2006-Resource Crisis Or Imagination Challenge?

 Roger Vreugdenhil, Joanna Campbell

The dams industry is immersed in a changing environment. It is one of many industry sectors in Australia becoming acutely aware of the impacts of ageing practitioners and a competitive labour market. Shortages of skills and labour are impacting on all participants. The constraints around recruitment and retention are further amplified for dam owners in some States by increasing expenditure regulation and accountability.

People choosing to leave or retire from the dams profession per se does not necessarily pose a problem. Instead, problems arise if insufficient transfer of valuable knowledge has occurred prior to their departure, if the rate of replenishment is inadequate to cope with current and future industry workload, and if there is no innovation around what workforce is involved. Future work will likely be characterised by remedial works for existing dams rather than new dam construction, with an increased focus on environmental restoration, and optimisation of operations and maintenance to minimise losses and maximise productivity. These tasks require a great level of skills in leadership and innovation, equal to any level previously applied to this industry.

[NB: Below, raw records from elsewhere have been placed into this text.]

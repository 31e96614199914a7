//! Application state shared across handlers

use common::cache::RedisPool;
use sqlx::PgPool;

use crate::middleware::TokenVerifier;
use crate::notifier::Notifier;
use crate::repositories::feedback::FeedbackRepository;
use crate::repositories::request::RequestRepository;
use crate::repositories::ride::RideRepository;
use crate::repositories::{AddressRepository, ProfileRepository};

/// Application state shared across handlers
#[derive(Clone)]
pub struct AppState {
    pub db_pool: PgPool,
    pub redis_pool: RedisPool,
    pub rides: RideRepository,
    pub requests: RequestRepository,
    pub feedback: FeedbackRepository,
    pub profiles: ProfileRepository,
    pub addresses: AddressRepository,
    pub notifier: Notifier,
    pub verifier: TokenVerifier,
}
use anyhow::Result;
use tracing::info;
use tracing_subscriber::EnvFilter;

use common::cache::{RedisConfig, RedisPool};
use common::database::{DatabaseConfig, init_pool};

use api::middleware::TokenVerifier;
use api::notifier::Notifier;
use api::repositories::feedback::FeedbackRepository;
use api::repositories::request::RequestRepository;
use api::repositories::ride::RideRepository;
use api::repositories::{AddressRepository, ProfileRepository};
use api::routes;
use api::state::AppState;
use api::sweeper::RideSweeper;

#[tokio::main]
async fn main() -> Result<()> {
    // Initialize logging
    tracing_subscriber::fmt()
        .with_env_filter(EnvFilter::from_default_env())
        .init();

    info!("Starting API service");

    // Initialize database connection pool
    let db_config = DatabaseConfig::from_env()?;
    let pool = init_pool(&db_config).await?;

    if common::database::health_check(&pool).await? {
        info!("Database connection successful");
    } else {
        anyhow::bail!("Failed to connect to database");
    }

    // Initialize Redis connection pool
    let redis_config = RedisConfig::from_env()?;
    let redis_pool = RedisPool::new(&redis_config).await?;

    // Token verification against the auth service's public key
    let verifier = TokenVerifier::from_env()?;

    // Initialize repositories
    let rides = RideRepository::new(pool.clone());
    let requests = RequestRepository::new(pool.clone());
    let feedback = FeedbackRepository::new(pool.clone());
    let profiles = ProfileRepository::new(pool.clone());
    let addresses = AddressRepository::new(pool.clone());

    let notifier = Notifier::new();

    // Start the auto-complete sweep (default: every minute)
    let sweep_schedule =
        std::env::var("SWEEP_SCHEDULE").unwrap_or_else(|_| "0 * * * * *".to_string());
    let sweeper = RideSweeper::new(rides.clone(), notifier.clone());
    let _scheduler = sweeper.start(&sweep_schedule).await?;

    let app_state = AppState {
        db_pool: pool,
        redis_pool,
        rides,
        requests,
        feedback,
        profiles,
        addresses,
        notifier,
        verifier,
    };

    // Start the web server
    let app = routes::create_router(app_state);

    let bind_addr = std::env::var("API_BIND_ADDR").unwrap_or_else(|_| "0.0.0.0:3001".to_string());
    let listener = tokio::net::TcpListener::bind(&bind_addr).await?;
    info!("API service listening on {}", bind_addr);

    axum::serve(listener, app).await?;

    Ok(())
}
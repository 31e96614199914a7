//! Ride repository: lifecycle transitions and the browse listing query

use sqlx::postgres::PgRow;
use sqlx::{PgPool, Postgres, QueryBuilder, Row};
use tracing::info;
use uuid::Uuid;

use crate::error::{ApiError, ApiResult};
use crate::geo::PROXIMITY_RADIUS_METERS;
use crate::models::Location;
use crate::models::ride::{CreateRideRequest, Ride, RideQuery, RideStatus, RideSummary};

/// Columns selected whenever a full ride row is needed.
pub(crate) const RIDE_COLUMNS: &str = "id, rider_id, passenger_id, start_lat, start_lng, \
     start_address, end_lat, end_lng, end_address, departure_at, note, status, \
     created_at, updated_at";

/// Map a database row onto a [`Ride`].
///
/// Works for any query that selects [`RIDE_COLUMNS`], optionally prefixed.
pub(crate) fn ride_from_row(row: &PgRow) -> ApiResult<Ride> {
    let status: String = row.get("status");
    let status: RideStatus = status.parse().map_err(|e: String| {
        tracing::error!("Corrupt ride status in store: {}", e);
        ApiError::Internal
    })?;

    Ok(Ride {
        id: row.get("id"),
        rider_id: row.get("rider_id"),
        passenger_id: row.get("passenger_id"),
        start: Location {
            lat: row.get("start_lat"),
            lng: row.get("start_lng"),
            address: row.get("start_address"),
        },
        end: Location {
            lat: row.get("end_lat"),
            lng: row.get("end_lng"),
            address: row.get("end_address"),
        },
        departure_at: row.get("departure_at"),
        note: row.get("note"),
        status,
        created_at: row.get("created_at"),
        updated_at: row.get("updated_at"),
    })
}

/// Ride repository for database operations
#[derive(Clone)]
pub struct RideRepository {
    pool: PgPool,
}

impl RideRepository {
    /// Create a new ride repository
    pub fn new(pool: PgPool) -> Self {
        Self { pool }
    }

    /// Fetch a ride row or fail with `NotFound`.
    pub async fn find(&self, ride_id: Uuid) -> ApiResult<Ride> {
        let row = sqlx::query(&format!(
            "SELECT {RIDE_COLUMNS} FROM rides WHERE id = $1"
        ))
        .bind(ride_id)
        .fetch_optional(&self.pool)
        .await?
        .ok_or(ApiError::NotFound("ride"))?;

        ride_from_row(&row)
    }

    /// Create a ride offer.
    ///
    /// The rider must exist and carry a vehicle registration; users without
    /// one can only act as passengers.
    pub async fn create(&self, rider_id: Uuid, payload: &CreateRideRequest) -> ApiResult<Ride> {
        let rider = sqlx::query("SELECT vehicle_registration FROM users WHERE id = $1")
            .bind(rider_id)
            .fetch_optional(&self.pool)
            .await?
            .ok_or(ApiError::NotFound("user"))?;

        let vehicle: Option<String> = rider.get("vehicle_registration");
        if vehicle.as_deref().map_or(true, |v| v.trim().is_empty()) {
            return Err(ApiError::PreconditionFailed("vehicle registration required"));
        }

        let row = sqlx::query(&format!(
            r#"
            INSERT INTO rides (rider_id, start_lat, start_lng, start_address,
                               end_lat, end_lng, end_address, departure_at, note, status)
            VALUES ($1, $2, $3, $4, $5, $6, $7, $8, $9, 'OPEN')
            RETURNING {RIDE_COLUMNS}
            "#
        ))
        .bind(rider_id)
        .bind(payload.start.lat)
        .bind(payload.start.lng)
        .bind(&payload.start.address)
        .bind(payload.end.lat)
        .bind(payload.end.lng)
        .bind(&payload.end.address)
        .bind(payload.departure_at)
        .bind(&payload.note)
        .fetch_one(&self.pool)
        .await?;

        let ride = ride_from_row(&row)?;
        info!("Ride {} created by rider {}", ride.id, rider_id);
        Ok(ride)
    }

    /// List rides with filters, distance sort, and the `has_requested`
    /// annotation.
    ///
    /// Ordering: rides the caller has already requested float to the top,
    /// then ascending distance when a proximity point was given, then
    /// recency. Authenticated callers never see their own rides here.
    pub async fn list(
        &self,
        query: &RideQuery,
        caller: Option<Uuid>,
    ) -> ApiResult<(Vec<RideSummary>, i64)> {
        let status = query.status.unwrap_or(RideStatus::Open);
        let limit = query.limit.unwrap_or(20).clamp(1, 100);
        let offset = query.offset.unwrap_or(0);

        let mut qb = QueryBuilder::<Postgres>::new("SELECT r.id, r.rider_id, r.passenger_id, \
             r.start_lat, r.start_lng, r.start_address, r.end_lat, r.end_lng, r.end_address, \
             r.departure_at, r.note, r.status, r.created_at, r.updated_at, ");

        if let Some(caller) = caller {
            qb.push("EXISTS(SELECT 1 FROM ride_requests q WHERE q.ride_id = r.id AND q.passenger_id = ");
            qb.push_bind(caller);
            qb.push(") AS has_requested, ");
        } else {
            qb.push("FALSE AS has_requested, ");
        }

        if let Some((lat, lng)) = query.proximity() {
            push_distance_expr(&mut qb, lat, lng);
            qb.push(" AS distance_meters FROM rides r");
        } else {
            qb.push("NULL::double precision AS distance_meters FROM rides r");
        }

        push_filters(&mut qb, status, query, caller);

        qb.push(" ORDER BY has_requested DESC, distance_meters ASC NULLS LAST, r.created_at DESC");
        qb.push(" LIMIT ");
        qb.push_bind(limit as i64);
        qb.push(" OFFSET ");
        qb.push_bind(offset as i64);

        let rows = qb.build().fetch_all(&self.pool).await?;

        let mut items = Vec::with_capacity(rows.len());
        for row in &rows {
            items.push(RideSummary {
                ride: ride_from_row(row)?,
                has_requested: row.get("has_requested"),
                distance_meters: row.get("distance_meters"),
            });
        }

        let mut cb = QueryBuilder::<Postgres>::new("SELECT COUNT(*) FROM rides r");
        push_filters(&mut cb, status, query, caller);
        let total: i64 = cb.build_query_scalar().fetch_one(&self.pool).await?;

        Ok((items, total))
    }

    /// Fetch a ride with the `has_requested` annotation.
    pub async fn get(&self, ride_id: Uuid, caller: Option<Uuid>) -> ApiResult<RideSummary> {
        let row = sqlx::query(
            r#"
            SELECT r.id, r.rider_id, r.passenger_id, r.start_lat, r.start_lng, r.start_address,
                   r.end_lat, r.end_lng, r.end_address, r.departure_at, r.note, r.status,
                   r.created_at, r.updated_at,
                   EXISTS(SELECT 1 FROM ride_requests q
                          WHERE q.ride_id = r.id AND q.passenger_id = $2) AS has_requested
            FROM rides r
            WHERE r.id = $1
            "#,
        )
        .bind(ride_id)
        .bind(caller)
        .fetch_optional(&self.pool)
        .await?
        .ok_or(ApiError::NotFound("ride"))?;

        Ok(RideSummary {
            ride: ride_from_row(&row)?,
            has_requested: row.get("has_requested"),
            distance_meters: None,
        })
    }

    /// Mark a matched ride as completed. Rider-only, MATCHED-only.
    pub async fn complete(&self, ride_id: Uuid, rider_id: Uuid) -> ApiResult<Ride> {
        let ride = self.find(ride_id).await?;

        if ride.rider_id != rider_id {
            return Err(ApiError::Forbidden);
        }
        if !ride.status.can_complete() {
            return Err(ApiError::InvalidState("ride is not matched"));
        }

        let row = sqlx::query(&format!(
            r#"
            UPDATE rides SET status = 'COMPLETED', updated_at = now()
            WHERE id = $1 AND status = 'MATCHED'
            RETURNING {RIDE_COLUMNS}
            "#
        ))
        .bind(ride_id)
        .fetch_optional(&self.pool)
        .await?
        .ok_or(ApiError::InvalidState("ride is not matched"))?;

        let ride = ride_from_row(&row)?;
        info!("Ride {} completed by rider {}", ride.id, rider_id);
        Ok(ride)
    }

    /// Cancel an open ride: hard delete, cascading its requests.
    pub async fn cancel(&self, ride_id: Uuid, rider_id: Uuid) -> ApiResult<Ride> {
        let ride = self.find(ride_id).await?;

        if ride.rider_id != rider_id {
            return Err(ApiError::Forbidden);
        }
        if !ride.status.can_cancel() {
            return Err(ApiError::InvalidState("ride is not open"));
        }

        let result = sqlx::query("DELETE FROM rides WHERE id = $1 AND status = 'OPEN'")
            .bind(ride_id)
            .execute(&self.pool)
            .await?;

        if result.rows_affected() == 0 {
            return Err(ApiError::InvalidState("ride is not open"));
        }

        info!("Ride {} cancelled by rider {}", ride.id, rider_id);
        Ok(ride)
    }

    /// Complete every matched ride whose departure time has passed.
    ///
    /// Called by the background sweep. Open rides are left alone: a ride
    /// that never matched stays cancellable rather than silently completing.
    pub async fn complete_overdue(&self) -> ApiResult<Vec<Ride>> {
        let rows = sqlx::query(&format!(
            r#"
            UPDATE rides SET status = 'COMPLETED', updated_at = now()
            WHERE status = 'MATCHED' AND departure_at < now()
            RETURNING {RIDE_COLUMNS}
            "#
        ))
        .fetch_all(&self.pool)
        .await?;

        rows.iter().map(ride_from_row).collect()
    }
}

/// Append the WHERE clause shared by the listing and count queries.
fn push_filters(
    qb: &mut QueryBuilder<'_, Postgres>,
    status: RideStatus,
    query: &RideQuery,
    caller: Option<Uuid>,
) {
    qb.push(" WHERE r.status = ");
    qb.push_bind(status.as_str());

    if let Some(from) = query.departure_from {
        qb.push(" AND r.departure_at >= ");
        qb.push_bind(from);
    }
    if let Some(to) = query.departure_to {
        qb.push(" AND r.departure_at <= ");
        qb.push_bind(to);
    }
    if let Some(caller) = caller {
        qb.push(" AND r.rider_id <> ");
        qb.push_bind(caller);
    }
    if let Some((lat, lng)) = query.proximity() {
        qb.push(" AND ");
        push_distance_expr(qb, lat, lng);
        qb.push(" <= ");
        qb.push_bind(PROXIMITY_RADIUS_METERS);
    }
}

/// Append the haversine distance (meters) from the filter point to the
/// ride's start coordinate. Mirrors `geo::haversine_meters`.
fn push_distance_expr(qb: &mut QueryBuilder<'_, Postgres>, lat: f64, lng: f64) {
    qb.push("(2 * 6371000 * asin(sqrt(power(sin(radians((");
    qb.push_bind(lat);
    qb.push(" - r.start_lat)) / 2), 2) + cos(radians(r.start_lat)) * cos(radians(");
    qb.push_bind(lat);
    qb.push(")) * power(sin(radians((");
    qb.push_bind(lng);
    qb.push(" - r.start_lng)) / 2), 2))))");
}
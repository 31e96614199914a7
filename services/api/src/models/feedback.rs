//! Feedback models

use chrono::{DateTime, Utc};
use serde::{Deserialize, Serialize};
use uuid::Uuid;

/// One-directional rating from one ride participant to the other,
/// written at most once per (ride, author) pair after completion.
#[derive(Debug, Clone, Serialize, Deserialize)]
pub struct Feedback {
    pub id: Uuid,
    pub ride_id: Uuid,
    pub from_user_id: Uuid,
    pub to_user_id: Uuid,
    pub rating: i32,
    pub comment: Option<String>,
    pub created_at: DateTime<Utc>,
}

/// Payload for posting feedback on a completed ride
#[derive(Debug, Clone, Deserialize)]
pub struct CreateFeedbackRequest {
    /// Rating from 1 to 5
    pub rating: i32,
    pub comment: Option<String>,
}

/// A user's received feedback with aggregate statistics
#[derive(Debug, Clone, Serialize)]
pub struct FeedbackSummary {
    pub items: Vec<Feedback>,
    pub count: i64,
    /// Average rating, absent when no feedback exists
    pub average: Option<f64>,
}
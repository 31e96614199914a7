//! Feedback repository: post-completion ratings and aggregates

use sqlx::postgres::PgRow;
use sqlx::{PgPool, Row};
use tracing::info;
use uuid::Uuid;

use crate::error::{ApiError, ApiResult, conflict_on_unique};
use crate::models::feedback::{CreateFeedbackRequest, Feedback, FeedbackSummary};
use crate::models::ride::RideStatus;

fn feedback_from_row(row: &PgRow) -> Feedback {
    Feedback {
        id: row.get("id"),
        ride_id: row.get("ride_id"),
        from_user_id: row.get("from_user_id"),
        to_user_id: row.get("to_user_id"),
        rating: row.get("rating"),
        comment: row.get("comment"),
        created_at: row.get("created_at"),
    }
}

/// Feedback repository for database operations
#[derive(Clone)]
pub struct FeedbackRepository {
    pool: PgPool,
}

impl FeedbackRepository {
    /// Create a new feedback repository
    pub fn new(pool: PgPool) -> Self {
        Self { pool }
    }

    /// Post feedback on a completed ride.
    ///
    /// The author must be the ride's rider or matched passenger; the
    /// target is inferred as the other participant. One entry per
    /// (ride, author), enforced by the unique constraint.
    pub async fn create(
        &self,
        ride_id: Uuid,
        author_id: Uuid,
        payload: &CreateFeedbackRequest,
    ) -> ApiResult<Feedback> {
        if !(1..=5).contains(&payload.rating) {
            return Err(ApiError::BadRequest(format!(
                "Rating must be between 1 and 5, got {}",
                payload.rating
            )));
        }

        let ride = sqlx::query("SELECT rider_id, passenger_id, status FROM rides WHERE id = $1")
            .bind(ride_id)
            .fetch_optional(&self.pool)
            .await?
            .ok_or(ApiError::NotFound("ride"))?;

        let status: RideStatus = ride
            .get::<String, _>("status")
            .parse()
            .map_err(|_| ApiError::Internal)?;
        if status != RideStatus::Completed {
            return Err(ApiError::InvalidState("ride is not completed"));
        }

        let rider_id: Uuid = ride.get("rider_id");
        let passenger_id: Option<Uuid> = ride.get("passenger_id");

        let to_user_id = if author_id == rider_id {
            passenger_id.ok_or(ApiError::InvalidState("ride has no matched passenger"))?
        } else if passenger_id == Some(author_id) {
            rider_id
        } else {
            return Err(ApiError::Forbidden);
        };

        let row = sqlx::query(
            r#"
            INSERT INTO feedback (ride_id, from_user_id, to_user_id, rating, comment)
            VALUES ($1, $2, $3, $4, $5)
            RETURNING id, ride_id, from_user_id, to_user_id, rating, comment, created_at
            "#,
        )
        .bind(ride_id)
        .bind(author_id)
        .bind(to_user_id)
        .bind(payload.rating)
        .bind(&payload.comment)
        .fetch_one(&self.pool)
        .await
        .map_err(|e| conflict_on_unique(e, "feedback already submitted for this ride"))?;

        info!("Feedback posted on ride {} by user {}", ride_id, author_id);
        Ok(feedback_from_row(&row))
    }

    /// List feedback received by a user, with count and average rating.
    pub async fn list_for_user(&self, user_id: Uuid) -> ApiResult<FeedbackSummary> {
        let rows = sqlx::query(
            r#"
            SELECT id, ride_id, from_user_id, to_user_id, rating, comment, created_at
            FROM feedback
            WHERE to_user_id = $1
            ORDER BY created_at DESC
            "#,
        )
        .bind(user_id)
        .fetch_all(&self.pool)
        .await?;

        let stats = sqlx::query(
            "SELECT COUNT(*) AS count, AVG(rating)::double precision AS average
             FROM feedback WHERE to_user_id = $1",
        )
        .bind(user_id)
        .fetch_one(&self.pool)
        .await?;

        Ok(FeedbackSummary {
            items: rows.iter().map(feedback_from_row).collect(),
            count: stats.get("count"),
            average: stats.get("average"),
        })
    }
}
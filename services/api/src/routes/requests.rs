//! Request matching handlers

use axum::{
    Extension, Json,
    extract::{Path, State},
    http::StatusCode,
    response::IntoResponse,
};
use serde_json::json;
use uuid::Uuid;

use crate::error::ApiResult;
use crate::middleware::AuthUser;
use crate::models::request::CreateRequestBody;
use crate::notifier::{Audience, EventKind};
use crate::state::AppState;

/// Create a pending request against an open ride
pub async fn create(
    State(state): State<AppState>,
    Extension(user): Extension<AuthUser>,
    Path(ride_id): Path<Uuid>,
    Json(payload): Json<CreateRequestBody>,
) -> ApiResult<impl IntoResponse> {
    let request = state
        .requests
        .create(ride_id, user.id, payload.note.as_deref())
        .await?;

    // Only the ride's rider is told about a new request.
    let ride = state.rides.find(ride_id).await?;
    state.notifier.notify(
        EventKind::RequestCreated,
        Audience::User(ride.rider_id),
        &request,
    );

    Ok((StatusCode::CREATED, Json(request)))
}

/// List all requests for a ride (owning rider only)
pub async fn list_for_ride(
    State(state): State<AppState>,
    Extension(user): Extension<AuthUser>,
    Path(ride_id): Path<Uuid>,
) -> ApiResult<impl IntoResponse> {
    let requests = state.requests.list_for_ride(ride_id, user.id).await?;
    Ok(Json(requests))
}

/// List the caller's own requests, each with its parent ride
pub async fn list_mine(
    State(state): State<AppState>,
    Extension(user): Extension<AuthUser>,
) -> ApiResult<impl IntoResponse> {
    let requests = state.requests.list_for_user(user.id).await?;
    Ok(Json(requests))
}

/// Accept a request: the atomic matching operation.
///
/// Exactly one request per ride can ever be accepted; siblings are
/// rejected in the same transaction. Only the accepted passenger is
/// pushed an event; passengers rejected as siblings observe the change
/// through their own request list.
pub async fn accept(
    State(state): State<AppState>,
    Extension(user): Extension<AuthUser>,
    Path(request_id): Path<Uuid>,
) -> ApiResult<impl IntoResponse> {
    let outcome = state.requests.accept(request_id, user.id).await?;

    state.notifier.notify(
        EventKind::RequestAccepted,
        Audience::User(outcome.request.passenger_id),
        &outcome,
    );

    Ok(Json(outcome))
}

/// Reject a pending request (owning rider only)
pub async fn reject(
    State(state): State<AppState>,
    Extension(user): Extension<AuthUser>,
    Path(request_id): Path<Uuid>,
) -> ApiResult<impl IntoResponse> {
    let request = state.requests.reject(request_id, user.id).await?;

    state.notifier.notify(
        EventKind::RequestRejected,
        Audience::User(request.passenger_id),
        &request,
    );

    Ok(Json(request))
}

/// Cancel the caller's own pending request (hard delete)
pub async fn cancel(
    State(state): State<AppState>,
    Extension(user): Extension<AuthUser>,
    Path(request_id): Path<Uuid>,
) -> ApiResult<impl IntoResponse> {
    let request = state.requests.cancel(request_id, user.id).await?;

    let ride = state.rides.find(request.ride_id).await.ok();
    if let Some(ride) = ride {
        state.notifier.notify(
            EventKind::RequestCancelled,
            Audience::User(ride.rider_id),
            json!({ "request_id": request.id, "ride_id": request.ride_id }),
        );
    }

    Ok(Json(json!({ "message": "Request cancelled" })))
}
//! API models for request and response payloads

use serde::{Deserialize, Serialize};

pub mod address;
pub mod feedback;
pub mod request;
pub mod ride;
pub mod user;

/// A geographic point with its human-readable address.
///
/// Locations arrive as typed records and are stored as flat columns; the
/// core never handles free-form location blobs.
#[derive(Debug, Clone, PartialEq, Serialize, Deserialize)]
pub struct Location {
    pub lat: f64,
    pub lng: f64,
    pub address: String,
}

impl Location {
    /// Validate coordinate bounds at the boundary.
    pub fn validate(&self) -> Result<(), String> {
        if !(-90.0..=90.0).contains(&self.lat) {
            return Err(format!("Latitude out of range: {}", self.lat));
        }
        if !(-180.0..=180.0).contains(&self.lng) {
            return Err(format!("Longitude out of range: {}", self.lng));
        }
        if self.address.trim().is_empty() {
            return Err("Address text is required".to_string());
        }
        Ok(())
    }
}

Organisational goals and decisions have to be realised through people and it appears that many people are taking up their roles differently than in the past. The authors, both Generation X, contend that the core issue is as much a challenge of imagination as it is a crisis of human resourcing. Greater imagination is required around: the image presented by the profession; retention and replenishment of personnel; appropriately connecting people of different generations to their individual roles; developing leaders comfortable with the sentient aspects of organisation life and capable of collaboration; and sustainable management of knowledge.